Preference shares: analysis of Sharīʿah issues

Shamsiah Mohamad (Department of Research Affairs, International Shari’ah Research Academy for Islamic Finance, Kuala Lumpur, Malaysia)
Mezbah Uddin Ahmed (Department of Research Affairs, International Shari’ah Research Academy for Islamic Finance, Kuala Lumpur, Malaysia)
Mohd Bahroddin Badri (Department of Research Affairs, International Shari’ah Research Academy for Islamic Finance, Kuala Lumpur, Malaysia)

ISRA International Journal of Islamic Finance

ISSN: 2289-4365

Article publication date: 4 December 2017

6901

Abstract

Purpose

The purpose of this paper is to analyze the different features of preference shares from accounting and Sharīʿah perspectives. It also aims to study Sharīʿah issues arising from preference shares and to subsequently propose solutions for identified issues that will help in structuring Islamic preference shares.

Design/methodology/approach

The paper uses a qualitative method by analyzing relevant documents and literature to understand the subject matter and Sharīʿah-related issues.

Findings

The paper finds that several features of conventional preference shares, such as capital guarantee, loss sharing disproportionate to capital contribution, fixed profit, profit guarantee and waiver of rights before realization of profit, make them a Sharīʿah non-compliant instrument.

Research limitations/implications

The paper is conceptual in nature; however, it provides directions for future empirical research.

Originality/value

The paper provides a practicable solution to structure Sharīʿah-compliant preference shares.

Keywords

Citation

Mohamad, S., Ahmed, M.U. and Badri, M.B. (2017), "Preference shares: analysis of Sharīʿah issues", ISRA International Journal of Islamic Finance, Vol. 9 No. 2, pp. 185-189. https://doi.org/10.1108/IJIF-07-2017-0008

Publisher

:

Emerald Publishing Limited

Copyright © 2017, Shamsiah Mohamad, Mezbah Uddin Ahmed and Mohd Bahroddin Badri.

License

Published in the ISRA International Journal of Islamic Finance. Published by Emerald Publishing Limited. This article is published under the Creative Commons Attribution (CC BY 4.0) licence. Anyone may reproduce, distribute, translate and create derivative works of this article (for both commercial and non-commercial purposes), subject to full attribution to the original publication and authors. The full terms of this licence may be seen at http://creativecommons.org/licences/by/4.0/legalcode


Introduction

From their original feature of mere preference in dividend distributions (Evans, 1929), preference shares have evolved significantly to the present time with a range of other rights granted to their holders. In financial reporting based on International Financial Reporting Standards (IFRS), a preference share can be classified as an equity or a liability instrument, or even as a compound instrument, comprising both equity and liability components. These classifications depend on the rights of preference shareholders and the obligations of the issuing entity, and there is no one classification that fits all. One common feature is that preference shareholders have a prior claim over ordinary shareholders on the issuing entity’s distributable earnings and on net assets at the time of liquidation (Bursa Malaysia, 2017), but they are subordinate to bonds and other types of debts. The preferential rights over ordinary shares raise concerns from a Sharīʿah standpoint about the classification and acceptability of preference shares.

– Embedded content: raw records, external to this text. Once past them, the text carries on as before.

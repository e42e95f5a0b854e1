/*!
# Duplicate detector
Flags records whose (CHROM, POS, REF, sorted ALT) identity may have been seen before.

The detector is a fixed-size bloom filter, so memory stays constant no matter how large the input is.
The trade-off is approximate membership: a key that was inserted is always reported ("no false negatives"),
but an unseen key can also be reported with a probability that grows with the number of records and shrinks with the budget.
Reported duplicates can therefore include a small, bounded share of false alarms, which is why they are kept out of the error count.
*/
use bloomfilter::Bloom;
use log::debug;

use crate::data_types::variant_key::VariantKey;

/// Default memory budget in megabytes
pub const DEFAULT_BLOOM_SIZE_MB: usize = 128;
/// Number of records the hash count is tuned for; roughly a whole-genome callset
const DESIGN_CAPACITY: u64 = 100_000_000;
/// Upper bound on hash functions; more than this costs throughput for little gain
const MAX_HASH_FUNCTIONS: u32 = 7;
/// Fixed hash keys so repeated runs on the same input report the same lines
const SIP_KEYS: [(u64, u64); 2] = [
    (0x0123_4567_89ab_cdef, 0xfedc_ba98_7654_3210),
    (0x0f1e_2d3c_4b5a_6978, 0x8796_a5b4_c3d2_e1f0)
];

#[derive(thiserror::Error, Debug, Eq, PartialEq)]
pub enum DuplicateDetectorError {
    #[error("bloom filter size must be > 0 MB")]
    ZeroBudget,
    #[error("bloom filter size of {size_mb} MB is too large")]
    BudgetTooLarge { size_mb: usize }
}

/// Picks a small odd number of hash functions for a bit budget, using the usual k = m/n * ln(2) at `DESIGN_CAPACITY`.
/// # Arguments
/// * `num_bits` - size of the bit array
pub fn hash_function_count(num_bits: u64) -> u32 {
    let optimal = (num_bits as f64 / DESIGN_CAPACITY as f64) * std::f64::consts::LN_2;
    let k = (optimal.round() as u32).clamp(1, MAX_HASH_FUNCTIONS);
    if k % 2 == 0 {
        // MAX_HASH_FUNCTIONS is odd, so bumping up never exceeds it
        k + 1
    } else {
        k
    }
}

/// Bloom filter over variant identities
pub struct DuplicateDetector {
    /// The underlying filter
    filter: Bloom<VariantKey>,
    /// Size of the bit array
    num_bits: u64,
    /// Number of hash functions
    num_hashes: u32,
    /// Number of keys inserted so far
    inserted: u64
}

impl DuplicateDetector {
    /// Creates a detector from a megabyte budget.
    /// # Arguments
    /// * `size_mb` - memory budget for the bit array, in MB
    /// # Errors
    /// * if the budget is zero or overflows
    pub fn new(size_mb: usize) -> Result<Self, DuplicateDetectorError> {
        if size_mb == 0 {
            return Err(DuplicateDetectorError::ZeroBudget);
        }
        let num_bytes = size_mb.checked_mul(1024 * 1024)
            .ok_or(DuplicateDetectorError::BudgetTooLarge { size_mb })?;
        Self::with_bytes(num_bytes)
            .ok_or(DuplicateDetectorError::BudgetTooLarge { size_mb })
    }

    /// Creates a detector with an exact byte budget; returns None if the budget is 0 or the bit count overflows
    pub fn with_bytes(num_bytes: usize) -> Option<Self> {
        if num_bytes == 0 {
            return None;
        }
        let num_bits = (num_bytes as u64).checked_mul(8)?;
        let num_hashes = hash_function_count(num_bits);
        let bitmap = vec![0u8; num_bytes];
        let filter = Bloom::from_existing(&bitmap, num_bits, num_hashes, SIP_KEYS);
        debug!("Duplicate detector: {num_bits} bits, {num_hashes} hash functions");
        Some(Self {
            filter,
            num_bits,
            num_hashes,
            inserted: 0
        })
    }

    /// Queries the filter for a key and then inserts it.
    /// Returns true if the key was possibly present before this call; false means it was definitely absent.
    pub fn check_and_insert(&mut self, key: &VariantKey) -> bool {
        let possibly_present = self.filter.check(key);
        self.filter.set(key);
        self.inserted += 1;
        possibly_present
    }

    /// Query without inserting
    #[cfg(test)]
    pub fn possibly_contains(&self, key: &VariantKey) -> bool {
        self.filter.check(key)
    }

    /// The theoretical false-positive rate after `num_keys` distinct insertions: (1 - e^(-kn/m))^k
    pub fn expected_false_positive_rate(&self, num_keys: u64) -> f64 {
        let k = self.num_hashes as f64;
        let m = self.num_bits as f64;
        let n = num_keys as f64;
        (1.0 - (-k * n / m).exp()).powf(k)
    }

    // getters
    pub fn num_bits(&self) -> u64 {
        self.num_bits
    }

    pub fn num_hashes(&self) -> u32 {
        self.num_hashes
    }

    pub fn inserted(&self) -> u64 {
        self.inserted
    }
}

impl std::fmt::Debug for DuplicateDetector {
    fn fmt(&self, f: &mut std::fmt::Formatter<'_>) -> std::fmt::Result {
        // Bloom does not implement Debug
        f.debug_struct("DuplicateDetector")
            .field("num_bits", &self.num_bits)
            .field("num_hashes", &self.num_hashes)
            .field("inserted", &self.inserted)
            .finish()
    }
}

Features of preference shares

The features of preference shares are identified based on the rights given to preference shareholders. For example, the features identified from the prospectuses for preference shares issued by Allianz Malaysia Berhad (2010), Dolomite Corporation Berhad (2012) and Insas Berhad (2014) include cumulative/non-cumulative, redeemable/irredeemable and convertible/non-convertible. Accordingly, the rights granted to preference shareholders are grouped into three: dividend rights, redemption rights and conversion rights.

This paper identifies the primary factor that results in a liability classification in an IFRS-based financial reporting. This is if the issuing entity has a contractual obligation to deliver cash or another financial asset to another entity (i.e. in this case, to preference shareholders). For an equity classification, the issuing entity must have the unconditional right to deny any dividend payment or capital redemption (IFRS Foundation, 2016).

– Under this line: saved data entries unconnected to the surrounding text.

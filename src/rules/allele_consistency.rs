
use crate::data_types::finding::Finding;
use crate::data_types::genotype::GenotypeTally;
use crate::data_types::record_fields::RecordFields;

/// The AN and AC values pulled from an INFO column; either may be absent or unparseable
#[derive(Clone, Debug, Default, Eq, PartialEq)]
pub struct AlleleCounts {
    /// Parsed AN
    pub allele_number: Option<u64>,
    /// Parsed AC, one value per ALT allele
    pub allele_counts: Option<Vec<u64>>
}

impl AlleleCounts {
    /// Extracts AN and AC from a record.
    /// Missing (`.`) or non-integer values are treated as absent; the INFO type rules already report those.
    pub fn from_record(fields: &RecordFields) -> Self {
        let mut result = Self::default();
        for (key, value) in fields.info_entries() {
            match (key, value) {
                ("AN", Some(v)) => {
                    result.allele_number = v.parse::<u64>().ok();
                },
                ("AC", Some(v)) => {
                    result.allele_counts = v.split(',')
                        .map(|c| c.parse::<u64>().ok())
                        .collect::<Option<Vec<u64>>>();
                },
                _ => {}
            }
        }
        result
    }
}

/// Cross-checks INFO AN/AC against each other and, when genotypes are present, against the observed calls.
/// The AC value count itself is covered by the INFO arity rule and is not repeated here.
/// # Arguments
/// * `line_number` - line being checked
/// * `fields` - the split record
/// * `tally` - allele counts observed in the sample genotypes, if the record has GT
pub fn check_allele_consistency(line_number: usize, fields: &RecordFields, tally: Option<&GenotypeTally>) -> Vec<Finding> {
    let counts = AlleleCounts::from_record(fields);
    let num_alts = fields.alt_alleles().len();
    let mut findings = vec![];

    if let (Some(an), Some(ac)) = (counts.allele_number, counts.allele_counts.as_ref()) {
        // an AC sum past u64::MAX certainly exceeds AN
        let total: u128 = ac.iter().map(|&c| u128::from(c)).sum();
        if total > u128::from(an) {
            findings.push(Finding::warning(line_number, format!("sum of AC ({total}) exceeds AN ({an})")));
        }
    }

    // only compare against genotypes when at least one sample was genotyped
    let Some(tally) = tally.filter(|t| t.genotyped_samples() > 0) else {
        return findings;
    };

    if let Some(an) = counts.allele_number {
        if an != tally.called_alleles() {
            findings.push(Finding::warning(line_number,
                format!("AN is {an} but genotypes contain {} called alleles", tally.called_alleles())
            ));
        }
    }

    if let Some(ac) = counts.allele_counts.as_ref() {
        if ac.len() == num_alts {
            for (alt_offset, &declared) in ac.iter().enumerate() {
                let allele_index = alt_offset + 1;
                let observed = tally.allele_count(allele_index);
                if declared != observed {
                    findings.push(Finding::warning(line_number,
                        format!("AC for ALT allele {allele_index} is {declared} but genotypes contain {observed}")
                    ));
                }
            }
        }
    }
    findings
}

#[cfg(test)]
mod tests {
    use super::*;
    use crate::data_types::genotype::Genotype;

    fn tally_of(num_alleles: usize, genotypes: &[&str]) -> GenotypeTally {
        let mut tally = GenotypeTally::new(num_alleles);
        for gt in genotypes.iter() {
            tally.add(&Genotype::parse(gt).unwrap());
        }
        tally
    }

    fn messages(findings: &[Finding]) -> Vec<&str> {
        findings.iter().map(|f| f.message()).collect()
    }

    #[test]
    fn test_extract() {
        let fields = RecordFields::split("1\t5\t.\tC\tA,G\t.\t.\tAN=6;DP=3;AC=1,2").unwrap();
        let counts = AlleleCounts::from_record(&fields);
        assert_eq!(counts.allele_number, Some(6));
        assert_eq!(counts.allele_counts, Some(vec![1, 2]));

        let fields = RecordFields::split("1\t5\t.\tC\tA,G\t.\t.\tAN=.;AC=1,x").unwrap();
        assert_eq!(AlleleCounts::from_record(&fields), AlleleCounts::default());
    }

    #[test]
    fn test_consistent() {
        let fields = RecordFields::split("1\t5\t.\tC\tA,G\t.\t.\tAN=4;AC=1,2\tGT\t0/1\t2/2").unwrap();
        let tally = tally_of(3, &["0/1", "2/2"]);
        assert!(check_allele_consistency(5, &fields, Some(&tally)).is_empty());
        // sites-only records only get the AN/AC sanity check
        assert!(check_allele_consistency(5, &fields, None).is_empty());
    }

    #[test]
    fn test_sum_exceeds_an() {
        let fields = RecordFields::split("1\t5\t.\tC\tA,G\t.\t.\tAN=2;AC=2,1").unwrap();
        let findings = check_allele_consistency(7, &fields, None);
        assert_eq!(messages(&findings), vec!["sum of AC (3) exceeds AN (2)"]);
        assert_eq!(findings[0].line_number(), Some(7));
    }

    #[test]
    fn test_sum_beyond_u64() {
        let fields = RecordFields::split(
            "1\t5\t.\tC\tA,G,T\t.\t.\tAN=6;AC=9223372036854775807,9223372036854775807,9223372036854775807"
        ).unwrap();
        let findings = check_allele_consistency(7, &fields, None);
        assert_eq!(messages(&findings), vec!["sum of AC (27670116110564327421) exceeds AN (6)"]);
    }

    #[test]
    fn test_genotype_mismatch() {
        let fields = RecordFields::split("1\t5\t.\tC\tA\t.\t.\tAN=4;AC=1\tGT\t1/1\t./.").unwrap();
        let tally = tally_of(2, &["1/1", "./."]);
        assert_eq!(messages(&check_allele_consistency(5, &fields, Some(&tally))), vec![
            "AN is 4 but genotypes contain 2 called alleles",
            "AC for ALT allele 1 is 1 but genotypes contain 2"
        ]);

        // wrong AC arity is left to the INFO rules
        let fields = RecordFields::split("1\t5\t.\tC\tA\t.\t.\tAN=2;AC=1,1\tGT\t1/1").unwrap();
        let tally = tally_of(2, &["1/1"]);
        assert!(check_allele_consistency(5, &fields, Some(&tally)).is_empty());
    }

    #[test]
    fn test_no_genotyped_samples() {
        let fields = RecordFields::split("1\t5\t.\tC\tA\t.\t.\tAN=4;AC=1\tGT\t.").unwrap();
        let tally = GenotypeTally::new(2);
        assert!(check_allele_consistency(5, &fields, Some(&tally)).is_empty());
    }
}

This paper also addresses convertible preference shares. The most important issue here is whether conversion involves a fixed or variable number of the entity’s own equity instruments. The paper finds that conversion into a fixed number of instruments results in an equity classification in IFRS-based reporting, whereas conversion into a variable number of instruments results in a liability classification (IFRS Foundation, 2016).

Findings based on Sharīʿah analysis of preference shares

This paper analyzes the Sharīʿah issues arising from preference shares based on two premises: whether the underlying contract is an equity contract or a debt contract. The rulings of mushārakah (partnership) are applied when deliberating on preference shares as an equity contract, and the rulings of qarḍ (loan) are applied when deliberating on preference shares as a debt instrument.

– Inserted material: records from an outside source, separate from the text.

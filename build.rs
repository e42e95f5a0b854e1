
use std::error::Error;
use vergen_gitcl::{Emitter, GitclBuilder};

/// Emits the git describe string that `FULL_VERSION` is built from.
/// # Errors
/// * if `git` is not installed
/// * if the crate is built from a source archive without a .git folder
fn emit_git() -> Result<(), Box<dyn Error>> {
    let gitcl = GitclBuilder::default()
        .all()
        .describe(false, true, Some("ThisPatternShouldNotMatchAnythingEver"))
        .build()?;

    Emitter::default()
        .fail_on_error()
        .add_instructions(&gitcl)?
        .emit()?;
    Ok(())
}

fn main() -> Result<(), Box<dyn Error>> {
    match emit_git() {
        Ok(()) => {
            // built from a git checkout
        },
        Err(_e) => {
            // source archives can pass CUSTOM_VERGEN_GIT_DESCRIBE, otherwise the version ends in "unknown"
            let git_desc = option_env!("CUSTOM_VERGEN_GIT_DESCRIBE")
                .unwrap_or("unknown");

            // we need to emit a custom one
            println!("cargo:rustc-env=VERGEN_GIT_DESCRIBE={git_desc}");
        }
    }
        
    // vergen only tracks git and build.rs, so also rebuild on manifest and source changes
    let rerun_if_changed = "cargo:rerun-if-changed=Cargo.toml
cargo:rerun-if-changed=src";
    println!("{rerun_if_changed}");

    Ok(())
}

Preference shares as equity contracts

Five Sharīʿah issues are identified in the premise that preference shares are equity contracts. These are:

  1. capital guarantee;

  2. loss sharing disproportionate to capital contribution;

  3. fixed profit;

  4. profit guarantee; and

  5. waiver of right prior to realization of profit.

The capital guarantee happens in the following situations:

  • If preference shares are redeemable at the issue price: The redemption right is agreed upon at the time of subscription to the preference shares and puts the issuer under liability to pay back the full amount of the invested capital to the preference shareholders upon redemption.

  • If preference shares are converted into a variable number of ordinary shares equal to the value of the issue price: Because of this conversion, even though the preference shareholders will not get back their invested capital in the form of cash, they will get ordinary shares that are equal to the value of their invested capital.

Loss sharing disproportionate to capital contribution arises when preference shareholders have the privilege of claiming their capital before ordinary shareholders at the time of liquidation and winding up. Based on this prioritization, ordinary shareholders may not receive any of their capital back or may receive only part of it. This is because it is subject to the availability of liquidation proceeds after settling all payments to the prioritized parties, i.e. creditors and preference shareholders.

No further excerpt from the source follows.